Admission is free. Exhibition hours are: 9 a.m. to 5 p.m. Monday, Wednesday, Thursday and Friday; 9 a.m. to 7 p.m. Tuesday; and 11 a.m. to 3 p.m. on select Saturdays — Oct. 21, Nov. 4, and Nov. 11.

A special Center for Native Futures presentation is set for 5 p.m. Nov. 7.

Latino journalist talk

Award-winning journalist and television host John Quiones will share his journey, “From the Barrio to Network Television,” at 7 p.m.
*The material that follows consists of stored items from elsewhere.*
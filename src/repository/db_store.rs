//! Database implementation of the engine's persistence traits

use crate::error::Result;
use crate::model::{ChangeAction, HashEntry};

use super::database::Database;
use super::store::{ChangeLog, HashStore};

impl HashStore for Database {
    async fn lookup_hash(&self, fullpath: &str) -> Result<Option<HashEntry>> {
        self.get_hash_entry(fullpath).await
    }

    async fn store_hash(&self, entry: &HashEntry) -> Result<()> {
        self.save_hash_entry(entry).await
    }
}

impl ChangeLog for Database {
    async fn log_change(
        &self,
        subject: &str,
        mutated_path: &str,
        reference_path: &str,
        action: ChangeAction,
    ) -> Result<()> {
        self.append_change(subject, mutated_path, reference_path, &action.tag())
            .await
    }
}
use sha2::{Digest, Sha256};
use std::fs::File;
use std::io::{ErrorKind, Read};

use crate::error::{Error, Result};
use crate::model::FileInfo;

use super::progress::HashProgress;

const BLOCK_SIZE: usize = 1 << 20;

/// Stream the file's content through SHA-256 and return the lowercase hex digest.
///
/// Reads fixed-size blocks, so memory use does not depend on the file size.
pub fn compute_hash(file: &FileInfo, progress: HashProgress) -> Result<String> {
    let path = file.path();
    let mut reader = File::open(path).map_err(|e| Error::io(path, e))?;
    let bar = progress.start(&file.filename(), file.size()?);

    let mut hasher = Sha256::new();
    let mut buf = vec![0u8; BLOCK_SIZE];
    loop {
        let n = match reader.read(&mut buf) {
            Ok(0) => break,
            Ok(n) => n,
            Err(e) if e.kind() == ErrorKind::Interrupted => continue,
            Err(e) => return Err(Error::io(path, e)),
        };
        hasher.update(&buf[..n]);
        bar.inc(n as u64);
    }

    Ok(hex::encode(hasher.finalize()))
}
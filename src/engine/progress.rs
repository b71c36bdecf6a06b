//! Byte progress while hashing large files

use indicatif::{ProgressBar, ProgressStyle};

const TEMPLATE: &str =
    "{spinner:.green} {msg}: [{bar:40.cyan/blue}] {bytes}/{total_bytes} ({bytes_per_sec}, {eta})";

/// When hashing draws a progress bar
#[derive(Debug, Clone, Copy, Default, PartialEq, Eq)]
pub enum HashProgress {
    #[default]
    Hidden,
    /// On stderr, for files of at least `min_bytes`
    LargeFiles { min_bytes: u64 },
}

impl HashProgress {
    pub fn large_files(min_bytes: u64) -> Self {
        HashProgress::LargeFiles { min_bytes }
    }

    fn draws(self, total_bytes: u64) -> bool {
        matches!(self, HashProgress::LargeFiles { min_bytes } if total_bytes >= min_bytes)
    }

    /// Bar for hashing `filename`; hidden below the threshold
    pub fn start(self, filename: &str, total_bytes: u64) -> HashBar {
        if !self.draws(total_bytes) {
            return HashBar(ProgressBar::hidden());
        }
        let style = ProgressStyle::with_template(TEMPLATE)
            .unwrap_or_else(|_| ProgressStyle::default_bar())
            .progress_chars("=>-");
        HashBar(
            ProgressBar::new(total_bytes)
                .with_style(style)
                .with_message(filename.to_string()),
        )
    }
}

/// Cleared from the terminal when dropped, whether hashing finished or failed
pub struct HashBar(ProgressBar);

impl HashBar {
    pub fn inc(&self, n: u64) {
        self.0.inc(n);
    }
}

impl Drop for HashBar {
    fn drop(&mut self) {
        self.0.finish_and_clear();
    }
}
use std::sync::OnceLock;
use tracing::warn;
use tracing_subscriber::{EnvFilter, Registry, fmt, prelude::*, reload};

static FILTER: OnceLock<reload::Handle<EnvFilter, Registry>> = OnceLock::new();

/// Install the global tracing subscriber, logging to stderr.
///
/// `RUST_LOG` wins over `default_level`. Later calls are no-ops; use
/// [`set_level`] to change the level of the installed subscriber.
pub fn init(default_level: &str) {
    let (filter, handle) = reload::Layer::new(level_filter(default_level));

    let fmt_layer = fmt::layer()
        .with_writer(std::io::stderr)
        .with_target(true)
        .with_level(true)
        .compact();

    // Already set in tests or by an earlier call
    if tracing_subscriber::registry()
        .with(filter)
        .with(fmt_layer)
        .try_init()
        .is_ok()
    {
        let _ = FILTER.set(handle);
    }
}

/// Swap the level of the subscriber installed by [`init`]
pub fn set_level(level: &str) {
    let Some(handle) = FILTER.get() else {
        return;
    };
    if let Err(e) = handle.reload(level_filter(level)) {
        warn!("Could not change the log level to {}: {}", level, e);
    }
}

fn level_filter(level: &str) -> EnvFilter {
    EnvFilter::try_from_default_env()
        .or_else(|_| EnvFilter::try_new(level))
        .unwrap_or_else(|_| EnvFilter::new("info"))
}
Tuesday at Aurora University.

The free program will be held in the Crimi Auditorium at the university’s Institute for Collaboration, 1347 Prairie St., Aurora.
Advance registration is required at auartsandideas.com or by calling (630) 844-4924.

Elgin Image Awards

The Enhancing Elgin Committee of the Elgin Area Chamber of Commerce’s Elgin Development Group will present the 2023 Elgin Image Awards on Wednesday recognizing outstanding people, businesses and organizations making a difference in the city.

Tune in live at 5 p.m. to the Gail Borden Public Library’s and the chamber’s Facebook pages to watch at

Here are the honorees in various categories:

Excellence in DEI or Building Equity

• The African American Coalition of Kane County.
• The Elgin Hispanic Network.

• The Haight, an Elgin event venue.

Youth Service Project (for people 21 and under)

• The Organization of Latin American Students at Elgin Community College.
Professional Rockstar

• Dianha Ortega-Ehreth, executive director of Centro de Informacion in Elgin.

Gamechanger Project

• Elgin History Museum Nancy Kimball Cobblestone House.

• Carrie Zaccaria and the Elgin Area’s Men Shed.

• Mike Falese, who planned the Firefighters Memorial Plaza.

• The Well Child Center’s “Food for Families” pantry.

• The Violins of Hope Elgin Collaborative.

• ELGbtq+ volunteers.

Green Initiative/Sustainable Business of the Year

• The Elgin Math and Science Academy.

Celebrating South Asian authors

This Saturday, the South Asia Institute will host a literary showcase and launch party highlighting the works of eight Chicago-based South Asian and South Asian American authors.

The event will run from 3 to 5 p.m. at the institute, 1925 S. Michigan Ave., Chicago.

Participating authors are Mary Anne Mohanraj, Dipika Mukherjee, Ami Kaye, Gulnaz Saiyed, Zara Imran, Arnav Sibal, Samina Hadi-Tabassum, and Angeli Primlani.

A recent survey of the U.S. publishing industry shows about 76% of industry professionals are white. The works of Black, Indigenous and people of color (BIPOC) are rarely published, the study showed.

“During National Book month, we would like to celebrate the achievements of these South Asian authors who have successfully navigated the challenges to find a platform for their stories,” said Shireen Ahmad, co-founder of South Asia Institute. “It is an honor for us to host these talented and entertaining writers, who recount the stories of the South Asian diaspora that are often missing in the mainstream literature.”

The event will feature song and dance performances by South Asian artists and conclude with the launch of Mohanraj’s newly released book, “Tornado: A Breast Cancer Log,” a first-hand account of the author’s diagnosis and treatment over a three-year period.